Introduction to Set Theory

Questions and Answers

What does the notation x ∈ S represent?

x is an element of S (correct)

S is a subset of x

S does not contain x

x is not an element of S

Which of the following represents a set containing only the integer 0?

0

{0, 1}

{0, 0}

{0} (correct)

How many distinct elements are there in the set {a, {a, b}, {a}}?

3

4

2 (correct)

1

What does the expression Uₙ = n, -n represent for a nonnegative integer n?

A set that includes n and its additive inverse

How can infinite sets be denoted using set-roster notation?

{1, 2, 3, ...}

Which notation correctly represents the set of all integers?

ℤ

In set-builder notation, how is a new set defined?

By specifying a property P that elements of S must satisfy

What is the relation between the sets A, B, and C if A = {1, 2, 3}, B = {2, 3, 1}, and C = {1, 1, 2, 3, 3, 3}?

They are all equal sets with identical elements

Which of the following represents an open interval of real numbers between -5 and 1?

{𝑥 ∈ 𝑅 | -5 < 𝑥 < 1}

If A = {𝑥 ∈ 𝑍 | 3 ≤ 𝑥 < 8} and B = {𝑥 ∈ 𝑍 | 0 ≤ 𝑥 ≤ 7}, which statement is true?

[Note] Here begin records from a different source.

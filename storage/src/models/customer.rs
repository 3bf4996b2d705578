//! Customer record: a chat user that completed phone registration.

use serde::{Deserialize, Serialize};

#[derive(Debug, Clone, Serialize, Deserialize, sqlx::FromRow)]
pub struct CustomerRecord {
    pub customer_id: i64,
    pub tg_id: i64,
    /// Globally unique; a second registration with the same phone fails.
    pub phone: String,
    pub first_name: Option<String>,
    pub last_name: Option<String>,
}

impl CustomerRecord {
    /// "First Last" with missing parts skipped; used as the ticket signature.
    pub fn full_name(&self) -> String {
        let mut parts: Vec<&str> = Vec::new();
        if let Some(first) = self.first_name.as_deref() {
            parts.push(first);
        }
        if let Some(last) = self.last_name.as_deref() {
            parts.push(last);
        }
        parts.join(" ")
    }
}
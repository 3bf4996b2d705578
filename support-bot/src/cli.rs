//! CLI parser.

use clap::{Parser, Subcommand};

#[derive(Parser)]
#[command(name = "support-bot")]
#[command(about = "Telegram support relay", long_about = None)]
#[command(version)]
pub struct Cli {
    #[command(subcommand)]
    pub command: Commands,
}

#[derive(Subcommand)]
pub enum Commands {
    /// Run the relay (config from env; token can override BOT_TOKEN).
    Run {
        #[arg(short, long)]
        token: Option<String>,
    },
    /// Record a Telegram user id as an operator.
    AddOperator {
        #[arg(long)]
        tg_id: i64,
    },
}
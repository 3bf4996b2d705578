//! Customer registration: phone lookup, customer row creation, name backfill.
//!
//! Registration sits outside the ticket core but is the path that turns a
//! chat user into a customer the router will accept messages from.

use std::sync::Arc;

use storage::{CustomerRecord, StorageError, SupportStore};
use support_core::{ContactLookup, RelayError, Result, User};
use tracing::{info, instrument};

use crate::cache::ObjectCache;

/// Outcome of a registration attempt. `PhoneUnknown` invites a retry with a
/// different phone; `PhoneTaken` is definitive and never retried.
#[derive(Debug, Clone, PartialEq, Eq)]
pub enum Registration {
    Registered { name: Option<String> },
    PhoneUnknown,
    PhoneTaken,
}

pub struct Registrar {
    store: SupportStore,
    lookup: Arc<dyn ContactLookup>,
    /// The router's customer cache: customer-row writes here must drop the
    /// router's hydrated copy or forwarded signatures go stale.
    customers: ObjectCache<i64, CustomerRecord>,
}

impl Registrar {
    pub fn new(
        store: SupportStore,
        lookup: Arc<dyn ContactLookup>,
        customers: ObjectCache<i64, CustomerRecord>,
    ) -> Self {
        Self {
            store,
            lookup,
            customers,
        }
    }

    /// First contact: make sure a user row exists before anything else
    /// references it. Idempotent.
    #[instrument(skip(self))]
    pub async fn start(&self, user: &User) -> Result<()> {
        self.store
            .upsert_tg_user(user.id, user.username.as_deref())
            .await
            .map_err(|e| RelayError::Storage(e.to_string()))
    }

    /// Registers `user` as a customer under `phone`: the directory must know
    /// the phone, and the phone must not belong to a different customer.
    /// On success the directory name is backfilled onto the customer row.
    #[instrument(skip(self, phone), fields(user_id = user.id))]
    pub async fn register(&self, user: &User, phone: &str) -> Result<Registration> {
        let Some(name) = self.lookup.find_name_by_phone(phone).await? else {
            info!(user_id = user.id, "Phone not in directory");
            return Ok(Registration::PhoneUnknown);
        };

        self.store
            .upsert_tg_user(user.id, user.username.as_deref())
            .await
            .map_err(|e| RelayError::Storage(e.to_string()))?;

        let customer_id = match self.store.register_customer(user.id, phone).await {
            Ok(id) => id,
            Err(StorageError::DuplicatePhone(_)) => {
                info!(user_id = user.id, "Phone already registered to another customer");
                return Ok(Registration::PhoneTaken);
            }
            Err(e) => return Err(RelayError::Storage(e.to_string())),
        };

        let backfill = if name.is_empty() {
            Ok(())
        } else {
            self.store.set_customer_first_name(customer_id, &name).await
        };
        // The row changed either way; drop whatever the router has cached.
        self.customers.invalidate(&user.id).await;
        backfill.map_err(|e| RelayError::Storage(e.to_string()))?;

        info!(user_id = user.id, customer_id, "Customer registered");
        Ok(Registration::Registered {
            name: (!name.is_empty()).then_some(name),
        })
    }
}
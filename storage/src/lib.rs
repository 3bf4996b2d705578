//! Storage crate: the durable entity store for the support relay.
//!
//! ## Modules
//!
//! - [`error`] – StorageError taxonomy (transient vs definitive)
//! - [`models`] – TgUserRecord, CustomerRecord, TicketRecord
//! - [`store`] – SupportStore (SQLite)
//! - [`sqlite_pool`] – SqlitePoolManager
//! - [`retry`] – backoff helper for transient store errors

mod error;
mod models;
mod retry;
mod sqlite_pool;
mod store;

pub use error::StorageError;
pub use models::{CustomerRecord, TgUserRecord, TicketRecord};
pub use retry::with_backoff;
pub use sqlite_pool::SqlitePoolManager;
pub use store::SupportStore;
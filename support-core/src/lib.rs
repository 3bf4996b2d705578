//! # support-core
//!
//! Transport-agnostic domain for the support relay bot: user/chat types, the
//! control vocabulary rendered under forwarded tickets, and the ports
//! (ChatTransport, ContactLookup) implemented by adapter code in support-bot.

pub mod contact;
pub mod controls;
pub mod error;
pub mod logger;
pub mod transport;
pub mod types;

pub use contact::{ContactLookup, StaticLookup};
pub use controls::{ControlAction, ControlSet};
pub use error::{RelayError, Result};
pub use logger::init_tracing;
pub use transport::ChatTransport;
pub use types::{Chat, User};
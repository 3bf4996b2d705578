//! Storage error types.
//!
//! `Database` is the transient class (connection loss, lock contention) and
//! the only variant the retry helper will re-attempt. The other variants are
//! definitive outcomes: retrying them with the same input cannot succeed.

use thiserror::Error;

/// Errors that can occur when using storage operations.
#[derive(Error, Debug)]
pub enum StorageError {
    #[error("Database error: {0}")]
    Database(String),
    #[error("Not found: {0}")]
    NotFound(String),
    #[error("Phone already registered: {0}")]
    DuplicatePhone(String),
    #[error("Ticket already exists for channel message: {0}")]
    DuplicateTicket(String),
}

impl StorageError {
    /// Maps a sqlx error, routing UNIQUE violations to the matching
    /// duplicate variant by constraint name.
    pub fn from_sqlx(e: sqlx::Error) -> Self {
        if let sqlx::Error::Database(db) = &e {
            let msg = db.message();
            if msg.contains("UNIQUE constraint failed") {
                if msg.contains("customer.phone") {
                    return StorageError::DuplicatePhone(msg.to_string());
                }
                if msg.contains("ticket.support_chat_message_id") {
                    return StorageError::DuplicateTicket(msg.to_string());
                }
            }
        }
        StorageError::Database(e.to_string())
    }

    /// True for errors worth retrying with backoff.
    pub fn is_transient(&self) -> bool {
        matches!(self, StorageError::Database(_))
    }
}
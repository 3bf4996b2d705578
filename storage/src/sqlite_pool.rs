//! SQLite connection pool wrapper for the storage crate.

use sqlx::{sqlite::SqliteConnectOptions, SqlitePool};
use tracing::info;

/// Manages a single SQLite pool; creates the DB file if missing.
#[derive(Clone)]
pub struct SqlitePoolManager {
    pool: SqlitePool,
}

impl SqlitePoolManager {
    /// Creates a pool for the given database URL (file path or in-memory).
    pub async fn new(database_url: &str) -> Result<Self, sqlx::Error> {
        info!(database_url = %database_url, "Initializing SQLite pool");

        let options = SqliteConnectOptions::new()
            .create_if_missing(true)
            .filename(database_url);

        let pool = SqlitePool::connect_with(options).await?;

        Ok(Self { pool })
    }

    /// Returns the underlying pool for running queries.
    pub fn pool(&self) -> &SqlitePool {
        &self.pool
    }
}
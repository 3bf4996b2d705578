//! Integration tests for [`support_bot::TicketRouter`] against a real store
//! and a recording transport.

use std::sync::atomic::{AtomicI64, Ordering};
use std::sync::{Arc, Mutex};

use async_trait::async_trait;
use storage::SupportStore;
use support_bot::{Registrar, TicketRouter};
use support_core::{Chat, ChatTransport, ControlAction, ControlSet, Result, StaticLookup, User};
use tempfile::TempDir;

const REVIEW_CHANNEL: i64 = -100_500;

/// Captures everything the router asks the transport to do.
#[derive(Default)]
struct RecordingTransport {
    next_message_id: AtomicI64,
    sent: Mutex<Vec<(i64, String)>>,
    forwarded: Mutex<Vec<(i64, String, ControlSet)>>,
    edits: Mutex<Vec<(i64, ControlSet)>>,
}

impl RecordingTransport {
    fn new() -> Self {
        Self {
            next_message_id: AtomicI64::new(1000),
            ..Self::default()
        }
    }

    fn sent(&self) -> Vec<(i64, String)> {
        self.sent.lock().unwrap().clone()
    }

    fn forwarded(&self) -> Vec<(i64, String, ControlSet)> {
        self.forwarded.lock().unwrap().clone()
    }

    fn edits(&self) -> Vec<(i64, ControlSet)> {
        self.edits.lock().unwrap().clone()
    }
}

#[async_trait]
impl ChatTransport for RecordingTransport {
    async fn send_message(&self, chat: &Chat, text: &str) -> Result<()> {
        self.sent.lock().unwrap().push((chat.id, text.to_string()));
        Ok(())
    }

    async fn send_with_controls(
        &self,
        chat: &Chat,
        text: &str,
        controls: &ControlSet,
    ) -> Result<i64> {
        assert_eq!(chat.id, REVIEW_CHANNEL, "Forwards must target the review channel");
        let message_id = self.next_message_id.fetch_add(1, Ordering::SeqCst);
        self.forwarded
            .lock()
            .unwrap()
            .push((message_id, text.to_string(), *controls));
        Ok(message_id)
    }

    async fn edit_controls(&self, chat: &Chat, message_id: i64, controls: &ControlSet) -> Result<()> {
        assert_eq!(chat.id, REVIEW_CHANNEL, "Edits must target the review channel");
        self.edits.lock().unwrap().push((message_id, *controls));
        Ok(())
    }
}

async fn new_relay() -> (TempDir, SupportStore, Arc<RecordingTransport>, TicketRouter) {
    let dir = tempfile::tempdir().expect("Failed to create temp dir");
    let path = dir.path().join("support.db");
    let store = SupportStore::new(path.to_str().expect("utf-8 path"))
        .await
        .expect("Failed to create store");
    let transport = Arc::new(RecordingTransport::new());
    let router = TicketRouter::new(
        store.clone(),
        transport.clone(),
        Chat::new(REVIEW_CHANNEL),
    );
    (dir, store, transport, router)
}

fn customer_user(tg_id: i64) -> User {
    User {
        id: tg_id,
        username: Some(format!("user{tg_id}")),
        first_name: Some("Ada".to_string()),
        last_name: None,
    }
}

async fn register(store: &SupportStore, tg_id: i64, phone: &str, first_name: &str) -> i64 {
    store
        .upsert_tg_user(tg_id, None)
        .await
        .expect("Failed to upsert user");
    let customer_id = store
        .register_customer(tg_id, phone)
        .await
        .expect("Failed to register customer");
    store
        .set_customer_first_name(customer_id, first_name)
        .await
        .expect("Failed to set name");
    customer_id
}

/// **Test: Customer message becomes a ticket in the review channel.**
///
/// **Setup:** Registered customer with first name `Ada`.
/// **Action:** `handle_customer_message(&user, "where is my order?")`.
/// **Expected:** One forwarded message with signature `From: Ada`, the
/// question below, and fresh `{Ban, Unanswered}` controls; a ticket row keyed
/// by the forwarded message id.
#[tokio::test]
async fn test_customer_message_creates_ticket() {
    let (_dir, store, transport, router) = new_relay().await;
    register(&store, 10, "+100", "Ada").await;

    let ticket = router
        .handle_customer_message(&customer_user(10), "where is my order?")
        .await
        .expect("Forwarding should succeed");

    let forwarded = transport.forwarded();
    assert_eq!(forwarded.len(), 1);
    let (message_id, body, controls) = &forwarded[0];
    assert_eq!(body, "From: Ada\n\nwhere is my order?");
    assert_eq!(*controls, ControlSet::new(false, false));

    assert_eq!(ticket.support_chat_message_id, *message_id);
    assert_eq!(ticket.customer_tg_id, 10);
    assert!(!ticket.answered);

    let stored = store
        .get_ticket_by_channel_message(*message_id)
        .await
        .expect("Ticket should be persisted");
    assert_eq!(stored.ticket_id, ticket.ticket_id);
}

/// **Test: Signature falls back to the username when no name is on file.**
///
/// **Setup:** Customer registered without a name backfill.
/// **Action:** Forward one message.
/// **Expected:** Signature uses the Telegram username.
#[tokio::test]
async fn test_signature_falls_back_to_username() {
    let (_dir, store, transport, router) = new_relay().await;
    store.upsert_tg_user(10, Some("user10")).await.expect("Failed to upsert");
    store.register_customer(10, "+100").await.expect("Failed to register");

    router
        .handle_customer_message(&customer_user(10), "hello")
        .await
        .expect("Forwarding should succeed");

    let (_, body, _) = &transport.forwarded()[0];
    assert_eq!(body, "From: user10\n\nhello");
}

/// **Test: Unregistered senders are rejected before anything is sent.**
///
/// **Setup:** Empty store.
/// **Action:** `handle_customer_message` from an unknown user.
/// **Expected:** `CustomerNotFound`; no forwards, no tickets.
#[tokio::test]
async fn test_unregistered_sender_is_rejected() {
    let (_dir, _store, transport, router) = new_relay().await;

    let err = router
        .handle_customer_message(&customer_user(42), "hi")
        .await
        .expect_err("Unknown sender must fail");
    assert!(matches!(err, support_core::RelayError::CustomerNotFound(42)));
    assert!(transport.forwarded().is_empty());
}

/// **Test: Operator reply delivers to the customer and marks answered.**
///
/// **Setup:** One open ticket.
/// **Action:** `handle_operator_reply(message_id, "it ships tomorrow")`.
/// **Expected:** Customer's private chat receives the text; the ticket is
/// answered in the store; the controls are re-rendered `{Ban, Answered}`.
#[tokio::test]
async fn test_operator_reply_marks_answered() {
    let (_dir, store, transport, router) = new_relay().await;
    register(&store, 10, "+100", "Ada").await;

    let ticket = router
        .handle_customer_message(&customer_user(10), "where is my order?")
        .await
        .expect("Forwarding should succeed");
    let message_id = ticket.support_chat_message_id;

    router
        .handle_operator_reply(message_id, "it ships tomorrow")
        .await
        .expect("Reply should succeed");

    assert_eq!(transport.sent(), vec![(10, "it ships tomorrow".to_string())]);

    let stored = store
        .get_ticket_by_channel_message(message_id)
        .await
        .expect("Ticket should exist");
    assert!(stored.answered);

    let edits = transport.edits();
    assert_eq!(edits.last(), Some(&(message_id, ControlSet::new(false, true))));
}

/// **Test: Replying to a message with no ticket changes nothing.**
///
/// **Setup:** One open ticket.
/// **Action:** `handle_operator_reply` against an unrelated message id.
/// **Expected:** `TicketNotFound`; nothing sent, the real ticket stays
/// unanswered.
#[tokio::test]
async fn test_reply_to_unknown_message() {
    let (_dir, store, transport, router) = new_relay().await;
    register(&store, 10, "+100", "Ada").await;

    let ticket = router
        .handle_customer_message(&customer_user(10), "question")
        .await
        .expect("Forwarding should succeed");

    let err = router
        .handle_operator_reply(999_999, "lost answer")
        .await
        .expect_err("Unknown message must fail");
    assert!(matches!(err, support_core::RelayError::TicketNotFound(999_999)));

    assert!(transport.sent().is_empty());
    let stored = store
        .get_ticket_by_channel_message(ticket.support_chat_message_id)
        .await
        .expect("Ticket should exist");
    assert!(!stored.answered);
}

/// **Test: Ban press flips the flag and re-renders; repeat press is a no-op.**
///
/// **Setup:** One open ticket.
/// **Action:** Press `Ban` twice, then `Unban`.
/// **Expected:** After the presses the user ends unbanned; every press
/// re-rendered controls from persisted state; `list_active_customers`
/// excluded the customer while banned.
#[tokio::test]
async fn test_ban_press_round_trip() {
    let (_dir, store, transport, router) = new_relay().await;
    register(&store, 10, "+100", "Ada").await;

    let ticket = router
        .handle_customer_message(&customer_user(10), "question")
        .await
        .expect("Forwarding should succeed");
    let message_id = ticket.support_chat_message_id;

    router
        .handle_control_press(message_id, ControlAction::Ban)
        .await
        .expect("Ban press should succeed");
    assert!(store.get_tg_user(10).await.unwrap().unwrap().is_banned);
    assert!(store.list_active_customers().await.unwrap().is_empty());
    assert_eq!(
        transport.edits().last(),
        Some(&(message_id, ControlSet::new(true, false)))
    );

    router
        .handle_control_press(message_id, ControlAction::Ban)
        .await
        .expect("Repeat ban press should succeed");
    assert!(store.get_tg_user(10).await.unwrap().unwrap().is_banned);

    router
        .handle_control_press(message_id, ControlAction::Unban)
        .await
        .expect("Unban press should succeed");
    assert!(!store.get_tg_user(10).await.unwrap().unwrap().is_banned);
    assert_eq!(store.list_active_customers().await.unwrap(), vec![10]);
    assert_eq!(
        transport.edits().last(),
        Some(&(message_id, ControlSet::new(false, false)))
    );
}

/// **Test: Re-registration refreshes the forwarded signature.**
///
/// **Setup:** Router and registrar sharing the customer cache; the directory
/// maps `+100` → `Grace` and `+200` → `Hopper`.
/// **Action:** Register, forward a message, re-register under the second
/// phone, forward again.
/// **Expected:** First signature reads `From: Grace`, second `From: Hopper` —
/// the registration write dropped the router's cached customer row.
#[tokio::test]
async fn test_reregistration_refreshes_signature() {
    let (_dir, store, transport, router) = new_relay().await;
    let lookup = StaticLookup::new()
        .with_entry("+100", "Grace")
        .with_entry("+200", "Hopper");
    let registrar = Registrar::new(store.clone(), Arc::new(lookup), router.customer_cache());

    registrar
        .register(&customer_user(10), "+100")
        .await
        .expect("First registration should succeed");
    router
        .handle_customer_message(&customer_user(10), "first")
        .await
        .expect("First forward should succeed");

    registrar
        .register(&customer_user(10), "+200")
        .await
        .expect("Re-registration should succeed");
    router
        .handle_customer_message(&customer_user(10), "second")
        .await
        .expect("Second forward should succeed");

    let bodies: Vec<String> = transport
        .forwarded()
        .into_iter()
        .map(|(_, body, _)| body)
        .collect();
    assert_eq!(
        bodies,
        vec!["From: Grace\n\nfirst", "From: Hopper\n\nsecond"]
    );
}

/// **Test: Answer-label presses never write, only re-render.**
///
/// **Setup:** One open ticket.
/// **Action:** Press `Unanswered`, then `Answered`.
/// **Expected:** Ticket stays unanswered; both presses re-rendered
/// `{Ban, Unanswered}`.
#[tokio::test]
async fn test_answer_press_is_display_only() {
    let (_dir, store, transport, router) = new_relay().await;
    register(&store, 10, "+100", "Ada").await;

    let ticket = router
        .handle_customer_message(&customer_user(10), "question")
        .await
        .expect("Forwarding should succeed");
    let message_id = ticket.support_chat_message_id;

    for action in [ControlAction::Unanswered, ControlAction::Answered] {
        router
            .handle_control_press(message_id, action)
            .await
            .expect("Press should succeed");
    }

    let stored = store
        .get_ticket_by_channel_message(message_id)
        .await
        .expect("Ticket should exist");
    assert!(!stored.answered);
    assert_eq!(
        transport.edits().last(),
        Some(&(message_id, ControlSet::new(false, false)))
    );
}
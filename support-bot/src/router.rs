//! Ticket router: turns customer messages into tickets, operator replies into
//! outbound messages, and control presses into state transitions.
//!
//! Per-ticket state machine: `Open` (answered = false) becomes `Answered`
//! only on the reply-delivery path. Control re-renders always read the
//! freshly persisted `{banned, answered}` pair through the caches, never a
//! value captured before the write.

use std::sync::Arc;

use storage::{CustomerRecord, StorageError, SupportStore, TgUserRecord, TicketRecord};
use support_core::{Chat, ChatTransport, ControlAction, ControlSet, RelayError, Result, User};
use tracing::{info, instrument, warn};

use crate::cache::ObjectCache;

pub struct TicketRouter {
    store: SupportStore,
    transport: Arc<dyn ChatTransport>,
    review_channel: Chat,
    users: ObjectCache<i64, TgUserRecord>,
    customers: ObjectCache<i64, CustomerRecord>,
    /// Keyed by the review-channel message id, the handle every inbound
    /// operator action carries.
    tickets: ObjectCache<i64, TicketRecord>,
}

impl TicketRouter {
    pub fn new(
        store: SupportStore,
        transport: Arc<dyn ChatTransport>,
        review_channel: Chat,
    ) -> Self {
        Self {
            store,
            transport,
            review_channel,
            users: ObjectCache::new(),
            customers: ObjectCache::new(),
            tickets: ObjectCache::new(),
        }
    }

    /// Handle to the customer cache. Everything that mutates customer rows
    /// outside this router (registration) shares this handle so its writes
    /// invalidate what the router has hydrated.
    pub fn customer_cache(&self) -> ObjectCache<i64, CustomerRecord> {
        self.customers.clone()
    }

    /// Forwards an inbound customer message to the review channel and creates
    /// the ticket tracking it. The sender must already be a registered
    /// customer; an unregistered sender is a caller precondition failure
    /// reported as [`RelayError::CustomerNotFound`].
    #[instrument(skip(self, text), fields(sender_id = sender.id))]
    pub async fn handle_customer_message(
        &self,
        sender: &User,
        text: &str,
    ) -> Result<Arc<TicketRecord>> {
        let customer = self.customer_by_tg_id(sender.id).await?;

        let mut name = customer.full_name();
        if name.is_empty() {
            name = sender.display_name();
        }
        let body = format!("From: {name}\n\n{text}");

        let message_id = self
            .transport
            .send_with_controls(&self.review_channel, &body, &ControlSet::default())
            .await?;

        self.store
            .create_ticket(sender.id, message_id)
            .await
            .map_err(storage_err)?;

        let ticket = self.ticket_by_message(message_id).await?;
        info!(
            ticket_id = ticket.ticket_id,
            channel_message_id = message_id,
            "Ticket created"
        );
        Ok(ticket)
    }

    /// Delivers an operator's reply to the ticket's customer and transitions
    /// the ticket to `Answered`. The answered write completes before the
    /// control re-render that reflects it.
    #[instrument(skip(self, text))]
    pub async fn handle_operator_reply(&self, reply_to_message_id: i64, text: &str) -> Result<()> {
        let ticket = self.ticket_by_message(reply_to_message_id).await?;

        self.transport
            .send_message(&Chat::new(ticket.customer_tg_id), text)
            .await?;

        self.store
            .set_answered(ticket.ticket_id, true)
            .await
            .map_err(storage_err)?;
        self.tickets.invalidate(&reply_to_message_id).await;

        info!(ticket_id = ticket.ticket_id, "Ticket answered");
        self.rerender_controls(reply_to_message_id).await
    }

    /// Applies an operator control press to the ticket behind a channel
    /// message. Ban/unban mutate the customer's user row; the answer label is
    /// display-only, so pressing it only re-renders. Either way the controls
    /// end up reflecting current persisted state, which makes repeated taps
    /// idempotent.
    #[instrument(skip(self))]
    pub async fn handle_control_press(&self, message_id: i64, action: ControlAction) -> Result<()> {
        let ticket = self.ticket_by_message(message_id).await?;

        match action {
            ControlAction::Ban => self.apply_ban(ticket.customer_tg_id, true).await?,
            ControlAction::Unban => self.apply_ban(ticket.customer_tg_id, false).await?,
            // The reply-delivery path is the only writer of `answered`.
            ControlAction::Answered | ControlAction::Unanswered => {}
        }

        self.rerender_controls(message_id).await
    }

    async fn apply_ban(&self, tg_id: i64, banned: bool) -> Result<()> {
        match self.store.set_banned(tg_id, banned).await {
            Ok(()) => {
                self.users.invalidate(&tg_id).await;
                info!(tg_id, banned, "Ban flag updated");
                Ok(())
            }
            // Missing user row: log and leave state unchanged.
            Err(StorageError::NotFound(msg)) => {
                warn!(tg_id, error = %msg, "Ban target not found, state unchanged");
                Ok(())
            }
            Err(e) => Err(storage_err(e)),
        }
    }

    /// Re-renders a ticket's controls from current persisted state.
    async fn rerender_controls(&self, message_id: i64) -> Result<()> {
        let ticket = self.ticket_by_message(message_id).await?;
        let user = self.user_by_tg_id(ticket.customer_tg_id).await?;

        self.transport
            .edit_controls(
                &self.review_channel,
                message_id,
                &ControlSet::new(user.is_banned, ticket.answered),
            )
            .await
    }

    async fn customer_by_tg_id(&self, tg_id: i64) -> Result<Arc<CustomerRecord>> {
        let store = self.store.clone();
        self.customers
            .get_or_create(tg_id, || async move {
                match store.get_customer_by_tg_id(tg_id).await {
                    Ok(Some(customer)) => Ok(customer),
                    Ok(None) => Err(RelayError::CustomerNotFound(tg_id)),
                    Err(e) => Err(storage_err(e)),
                }
            })
            .await
    }

    async fn user_by_tg_id(&self, tg_id: i64) -> Result<Arc<TgUserRecord>> {
        let store = self.store.clone();
        self.users
            .get_or_create(tg_id, || async move {
                match store.get_tg_user(tg_id).await {
                    Ok(Some(user)) => Ok(user),
                    Ok(None) => Err(RelayError::Storage(format!("tg_user {tg_id} not found"))),
                    Err(e) => Err(storage_err(e)),
                }
            })
            .await
    }

    async fn ticket_by_message(&self, message_id: i64) -> Result<Arc<TicketRecord>> {
        let store = self.store.clone();
        self.tickets
            .get_or_create(message_id, || async move {
                match store.get_ticket_by_channel_message(message_id).await {
                    Ok(ticket) => Ok(ticket),
                    Err(StorageError::NotFound(_)) => Err(RelayError::TicketNotFound(message_id)),
                    Err(e) => Err(storage_err(e)),
                }
            })
            .await
    }
}

fn storage_err(e: StorageError) -> RelayError {
    RelayError::Storage(e.to_string())
}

A is a proper subset of B.

Which of the following correctly describes the set {𝑥 ∈ 𝑍 | -1 ≤ 𝑥 < 6}?

{-1, 0, 1, 2, 3, 4, 5}

What does the notation A ⊆ B imply?

Every element in A is also an element of B.

Which of the following statements is false regarding the set C = {100, 200, 300, 400, 500}?

C contains elements that are not positive integers.

Which set represents integers that are not positive and are greater than or equal to -4 and less than or equal to 0?

{-4, -3, -2, -1, 0}

If A = {2, 2, 2} and B = {2, 2, 2}, which of the following statements is true?

C ⊆ B is true, where C = {2}.

Which of the following correctly shows the distinction between ∈ and ⊆?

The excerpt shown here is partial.